Dr John Couch on the money available and what is required to earn points from records and information about patients

Points achieved with complete ease

Records 1 Each patient contact with a

clinician is recorded in the patient's record, including consultations, visits and

telephone advice

Value one point

Any practice not already using its computer for all patient contacts must do so immediately. Record telephone consultations on the consultation screen. Enter visit details as soon as possible. Ensure all clinicians, including locums, comply.

Records 2 Entries in the records are legible

Value one point

Computer entry meets this requirement automatically. Written records are past history.

Records 4 There is a reliable system to ensure messages and requests for visits are recorded and that the appropriate doctor or team member receives and acts upon them

Value one point

Draw up a protocol to cover the chain from request received to contact completed. It should include fail-safe measures, whether computer- or paper-based. The system should also be retrievable for medicolegal and audit purposes.

Records 6 There is a system for ensuring the relevant team members are informed about patients who have died

Value one point

The simplest method is a 'deaths' book which all relevant staff should check daily.
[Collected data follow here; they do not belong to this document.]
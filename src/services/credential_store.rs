//! Credential store backed by the proxy's flat password file.
//!
//! The file itself is owned by `htpasswd`; this module never writes it
//! directly, it only reads the `username:hash` lines and funnels every
//! mutation through the external tool. An unguarded read-check-invoke flow
//! has a check-then-act race between the duplicate check and the tool
//! invocation, so all mutations serialize behind a single async mutex and
//! concurrent requests for the same username resolve to exactly one winner.

use std::io::ErrorKind;
use std::sync::Arc;
use tokio::sync::Mutex;
use tracing;

use crate::config::{CommandConfig, ProxyConfig};
use crate::errors::{AppError, AppResult};
use crate::services::invoker::{CommandInvoker, CommandResult};

#[derive(Clone)]
pub struct CredentialStore {
    invoker: CommandInvoker,
    passwords_file: String,
    htpasswd_bin: String,
    systemctl_bin: String,
    reload_unit: String,
    write_lock: Arc<Mutex<()>>,
}

impl CredentialStore {
    pub fn new(proxy: &ProxyConfig, command: &CommandConfig) -> Self {
        Self {
            invoker: CommandInvoker::new(std::time::Duration::from_secs(command.timeout_secs)),
            passwords_file: proxy.passwords_file.clone(),
            htpasswd_bin: command.htpasswd_bin.clone(),
            systemctl_bin: command.systemctl_bin.clone(),
            reload_unit: proxy.reload_unit.clone(),
            write_lock: Arc::new(Mutex::new(())),
        }
    }

    /// Read the current usernames from the password file, ascending lexical
    /// order. A missing file is a fresh install and reads as an empty store;
    /// any other read failure is `StoreUnavailable`.
    pub async fn list_users(&self) -> AppResult<Vec<String>> {
        let contents = match tokio::fs::read_to_string(&self.passwords_file).await {
            Ok(contents) => contents,
            Err(e) if e.kind() == ErrorKind::NotFound => return Ok(Vec::new()),
            Err(e) => {
                tracing::error!("Failed to read {}: {}", self.passwords_file, e);
                return Err(AppError::StoreUnavailable(e.to_string()));
            }
        };

        let mut users: Vec<String> = contents
            .lines()
            .filter_map(|line| {
                let line = line.trim();
                // Lines without a colon are not records
                line.split_once(':').map(|(username, _)| username.to_string())
            })
            .collect();
        users.sort();
        Ok(users)
    }

    pub async fn add_user(&self, username: &str, password: &str) -> AppResult<String> {
        if !valid_username(username) {
            return Err(AppError::InvalidUsername(username.to_string()));
        }

        let _guard = self.write_lock.lock().await;

        // Re-read under the lock so two concurrent adds cannot both pass
        let users = self.list_users().await?;
        if users.iter().any(|u| u == username) {
            return Err(AppError::DuplicateUser(username.to_string()));
        }

        let result = self
            .invoker
            .run(
                &self.htpasswd_bin,
                &["-b", &self.passwords_file, username, password],
            )
            .await;
        if !result.success {
            return Err(self.tool_error(result));
        }

        tracing::info!("Added proxy user '{}'", username);
        self.reload_proxy().await;
        Ok(format!("User '{}' added successfully", username))
    }

    pub async fn remove_user(&self, username: &str) -> AppResult<String> {
        let _guard = self.write_lock.lock().await;

        let users = self.list_users().await?;
        if !users.iter().any(|u| u == username) {
            return Err(AppError::UserNotFound(username.to_string()));
        }

        let result = self
            .invoker
            .run(&self.htpasswd_bin, &["-D", &self.passwords_file, username])
            .await;
        if !result.success {
            return Err(self.tool_error(result));
        }

        tracing::info!("Removed proxy user '{}'", username);
        self.reload_proxy().await;
        Ok(format!("User '{}' removed successfully", username))
    }

    pub async fn change_password(&self, username: &str, new_password: &str) -> AppResult<String> {
        let _guard = self.write_lock.lock().await;

        let users = self.list_users().await?;
        if !users.iter().any(|u| u == username) {
            return Err(AppError::UserNotFound(username.to_string()));
        }

        // htpasswd -b is add-or-update, so changing a password is the same
        // invocation as creating the user
        let result = self
            .invoker
            .run(
                &self.htpasswd_bin,
                &["-b", &self.passwords_file, username, new_password],
            )
            .await;
        if !result.success {
            return Err(self.tool_error(result));
        }

        tracing::info!("Changed password for proxy user '{}'", username);
        self.reload_proxy().await;
        Ok(format!("Password for '{}' changed successfully", username))
    }

    /// Best-effort reload of the consuming proxy so it picks up the new
    /// credentials. The credential change has already happened; a reload
    /// failure is logged and deliberately not surfaced to the caller.
    async fn reload_proxy(&self) {
        let result = self
            .invoker
            .run(&self.systemctl_bin, &["reload", &self.reload_unit])
            .await;
        if !result.success {
            tracing::warn!(
                "Reload of {} failed after credential change: {}",
                self.reload_unit,
                result.stderr.trim()
            );
        }
    }

    fn tool_error(&self, result: CommandResult) -> AppError {
        if result.timed_out() {
            AppError::Timeout(self.invoker.timeout_secs())
        } else {
            let detail = if result.stderr.trim().is_empty() {
                result.stdout.trim().to_string()
            } else {
                result.stderr.trim().to_string()
            };
            AppError::ToolFailure(detail)
        }
    }
}

/// Usernames are restricted to letters, digits, and underscores so they can
/// never carry htpasswd option syntax or record separators.
pub fn valid_username(username: &str) -> bool {
    !username.is_empty()
        && username
            .chars()
            .all(|c| c.is_ascii_alphanumeric() || c == '_')
}

#[cfg(test)]
mod tests {
    use super::*;
    use std::fs;
    use std::os::unix::fs::PermissionsExt;
    use std::path::Path;
    use tempfile::TempDir;

    // Stub that emulates the htpasswd -b / -D contract against a plain file.
    const HTPASSWD_STUB: &str = r#"#!/bin/sh
if [ "$1" = "-D" ]; then
  file="$2"; user="$3"
  grep -v "^$user:" "$file" > "$file.tmp"
  mv "$file.tmp" "$file"
else
  file="$2"; user="$3"; pass="$4"
  touch "$file"
  grep -v "^$user:" "$file" > "$file.tmp"
  mv "$file.tmp" "$file"
  echo "$user:$pass" >> "$file"
fi
"#;

    fn write_stub(dir: &Path, name: &str, body: &str) -> String {
        let path = dir.join(name);
        fs::write(&path, body).unwrap();
        let mut perms = fs::metadata(&path).unwrap().permissions();
        perms.set_mode(0o755);
        fs::set_permissions(&path, perms).unwrap();
        path.to_str().unwrap().to_string()
    }

    fn make_store(htpasswd_bin: &str, passwords_file: &Path) -> CredentialStore {
        CredentialStore::new(
            &ProxyConfig {
                passwords_file: passwords_file.to_str().unwrap().to_string(),
                reload_unit: "squid".to_string(),
            },
            &CommandConfig {
                timeout_secs: 5,
                htpasswd_bin: htpasswd_bin.to_string(),
                // reload is best-effort; a no-op binary keeps it quiet
                systemctl_bin: "true".to_string(),
            },
        )
    }

    #[test]
    fn test_valid_username() {
        assert!(valid_username("alice"));
        assert!(valid_username("bob_2"));
        assert!(valid_username("X"));
        assert!(!valid_username(""));
        assert!(!valid_username("bad user"));
        assert!(!valid_username("semi;colon"));
        assert!(!valid_username("dash-ed"));
        assert!(!valid_username("колобок"));
    }

    #[tokio::test]
    async fn test_missing_file_reads_as_empty_store() {
        let dir = TempDir::new().unwrap();
        let store = make_store("true", &dir.path().join("passwords"));
        assert_eq!(store.list_users().await.unwrap(), Vec::<String>::new());
    }

    #[tokio::test]
    async fn test_unreadable_path_is_store_unavailable() {
        let dir = TempDir::new().unwrap();
        // A directory opens but cannot be read as a file
        let store = make_store("true", dir.path());
        match store.list_users().await {
            Err(AppError::StoreUnavailable(_)) => {}
            other => panic!("expected StoreUnavailable, got {:?}", other.map(|_| ())),
        }
    }

    #[tokio::test]
    async fn test_lines_without_colon_are_ignored() {
        let dir = TempDir::new().unwrap();
        let file = dir.path().join("passwords");
        fs::write(&file, "alice:h1\ngarbage line\n\nbob:h2\n").unwrap();
        let store = make_store("true", &file);
        assert_eq!(store.list_users().await.unwrap(), vec!["alice", "bob"]);
    }

    #[tokio::test]
    async fn test_add_then_list_contains_user_once() {
        let dir = TempDir::new().unwrap();
        let file = dir.path().join("passwords");
        let htpasswd = write_stub(dir.path(), "htpasswd", HTPASSWD_STUB);
        let store = make_store(&htpasswd, &file);

        let msg = store.add_user("dave", "p@ss").await.unwrap();
        assert!(msg.contains("dave"));
        let users = store.list_users().await.unwrap();
        assert_eq!(users.iter().filter(|u| *u == "dave").count(), 1);
    }

    #[tokio::test]
    async fn test_add_preserves_lexical_order() {
        let dir = TempDir::new().unwrap();
        let file = dir.path().join("passwords");
        fs::write(&file, "alice:h1\n").unwrap();
        let htpasswd = write_stub(dir.path(), "htpasswd", HTPASSWD_STUB);
        let store = make_store(&htpasswd, &file);

        store.add_user("bob", "p@ss").await.unwrap();
        assert_eq!(store.list_users().await.unwrap(), vec!["alice", "bob"]);
    }

    #[tokio::test]
    async fn test_duplicate_add_fails_and_count_unchanged() {
        let dir = TempDir::new().unwrap();
        let file = dir.path().join("passwords");
        fs::write(&file, "alice:h1\n").unwrap();
        let htpasswd = write_stub(dir.path(), "htpasswd", HTPASSWD_STUB);
        let store = make_store(&htpasswd, &file);

        match store.add_user("alice", "again").await {
            Err(AppError::DuplicateUser(name)) => assert_eq!(name, "alice"),
            other => panic!("expected DuplicateUser, got {:?}", other),
        }
        assert_eq!(store.list_users().await.unwrap().len(), 1);
    }

    #[tokio::test]
    async fn test_invalid_username_rejected_without_invocation() {
        let dir = TempDir::new().unwrap();
        let file = dir.path().join("passwords");
        let sentinel = dir.path().join("invoked");
        let stub = format!("#!/bin/sh\ntouch {}\n", sentinel.display());
        let htpasswd = write_stub(dir.path(), "htpasswd", &stub);
        let store = make_store(&htpasswd, &file);

        match store.add_user("rm -rf /", "pw").await {
            Err(AppError::InvalidUsername(_)) => {}
            other => panic!("expected InvalidUsername, got {:?}", other),
        }
        assert!(!sentinel.exists());
    }

    #[tokio::test]
    async fn test_remove_missing_user_performs_no_invocation() {
        let dir = TempDir::new().unwrap();
        let file = dir.path().join("passwords");
        let sentinel = dir.path().join("invoked");
        let stub = format!("#!/bin/sh\ntouch {}\n", sentinel.display());
        let htpasswd = write_stub(dir.path(), "htpasswd", &stub);
        let store = make_store(&htpasswd, &file);

        match store.remove_user("carol").await {
            Err(AppError::UserNotFound(name)) => assert_eq!(name, "carol"),
            other => panic!("expected UserNotFound, got {:?}", other),
        }
        assert!(!sentinel.exists());
        assert_eq!(store.list_users().await.unwrap(), Vec::<String>::new());
    }

    #[tokio::test]
    async fn test_remove_existing_user() {
        let dir = TempDir::new().unwrap();
        let file = dir.path().join("passwords");
        fs::write(&file, "alice:h1\nbob:h2\n").unwrap();
        let htpasswd = write_stub(dir.path(), "htpasswd", HTPASSWD_STUB);
        let store = make_store(&htpasswd, &file);

        store.remove_user("alice").await.unwrap();
        assert_eq!(store.list_users().await.unwrap(), vec!["bob"]);
    }

    #[tokio::test]
    async fn test_change_password_requires_existing_user() {
        let dir = TempDir::new().unwrap();
        let file = dir.path().join("passwords");
        let htpasswd = write_stub(dir.path(), "htpasswd", HTPASSWD_STUB);
        let store = make_store(&htpasswd, &file);

        match store.change_password("ghost", "newpw").await {
            Err(AppError::UserNotFound(_)) => {}
            other => panic!("expected UserNotFound, got {:?}", other),
        }
    }

    #[tokio::test]
    async fn test_change_password_replaces_hash() {
        let dir = TempDir::new().unwrap();
        let file = dir.path().join("passwords");
        fs::write(&file, "alice:oldhash\n").unwrap();
        let htpasswd = write_stub(dir.path(), "htpasswd", HTPASSWD_STUB);
        let store = make_store(&htpasswd, &file);

        store.change_password("alice", "newpw").await.unwrap();
        let contents = fs::read_to_string(&file).unwrap();
        assert!(contents.contains("alice:newpw"));
        assert!(!contents.contains("oldhash"));
        assert_eq!(store.list_users().await.unwrap(), vec!["alice"]);
    }

    #[tokio::test]
    async fn test_tool_failure_surfaces_stderr() {
        let dir = TempDir::new().unwrap();
        let file = dir.path().join("passwords");
        let htpasswd = write_stub(dir.path(), "htpasswd", "#!/bin/sh\necho boom >&2\nexit 1\n");
        let store = make_store(&htpasswd, &file);

        match store.add_user("dave", "pw").await {
            Err(AppError::ToolFailure(stderr)) => assert!(stderr.contains("boom")),
            other => panic!("expected ToolFailure, got {:?}", other),
        }
        // The file was never touched, so the store is still empty
        assert_eq!(store.list_users().await.unwrap(), Vec::<String>::new());
    }

    #[tokio::test]
    async fn test_concurrent_adds_for_same_name_yield_one_winner() {
        let dir = TempDir::new().unwrap();
        let file = dir.path().join("passwords");
        let htpasswd = write_stub(dir.path(), "htpasswd", HTPASSWD_STUB);
        let store = make_store(&htpasswd, &file);

        let (a, b) = tokio::join!(store.add_user("dave", "p1"), store.add_user("dave", "p2"));
        let failures = [&a, &b]
            .iter()
            .filter(|r| matches!(r, Err(AppError::DuplicateUser(_))))
            .count();
        assert_eq!(failures, 1, "exactly one add must lose: {:?} / {:?}", a, b);
        assert_eq!(store.list_users().await.unwrap(), vec!["dave"]);
    }
}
There should also be a recordable paper-based or computer system for reception staff to inform the responsible clinician of a patient's death as soon as any notification is received. Once again draw up a short protocol (also useful for verification).

Records 7 The medicines a patient is receiving are clearly listed in their record

Value one point

This is basic stuff which the vast majority of practices should already achieve via their computer systems.

Paper-based practices should convert to computers as a priority. Remember to keep records updated, and ensure locums are well briefed on your requirements.

Records 8 There is a designated place for the recording of drug allergies and adverse reactions in the notes and these are

clearly recorded

Value one point

The whole practice should agree, via a protocol, how, where and by whom this data will be recorded. This information must flag up to any clinician prescribing for the patient. Generally it is wise to use the designated entry for your computer software. This should also ensure automatic appearance on all summary information.

Records 12 When a member of the team prescribes a medicine other than a non-medicated dressing, topical treatment or OTC medicine, there is a mechanism for that prescription to be entered into the patient's general practice record

Value two points

This is particularly important in the expanding areas of nurse and health visitor prescribing. Once again computer prescribing is the best way forward but not all software systems allow this. If they do not, develop a system for free text entry for now. Use new software as soon as available. Regular audit is important to ensure compliance.

Records 14 The records, hospital letters and investigation reports are filed in date order or are available electronically in date order

Value three points

If your written notes do not already comply make this part of your summary (see records 15) and continuing records strategy. Full computerisation, including scanning letters and results, and/or use of pathlinks, should automatically achieve this.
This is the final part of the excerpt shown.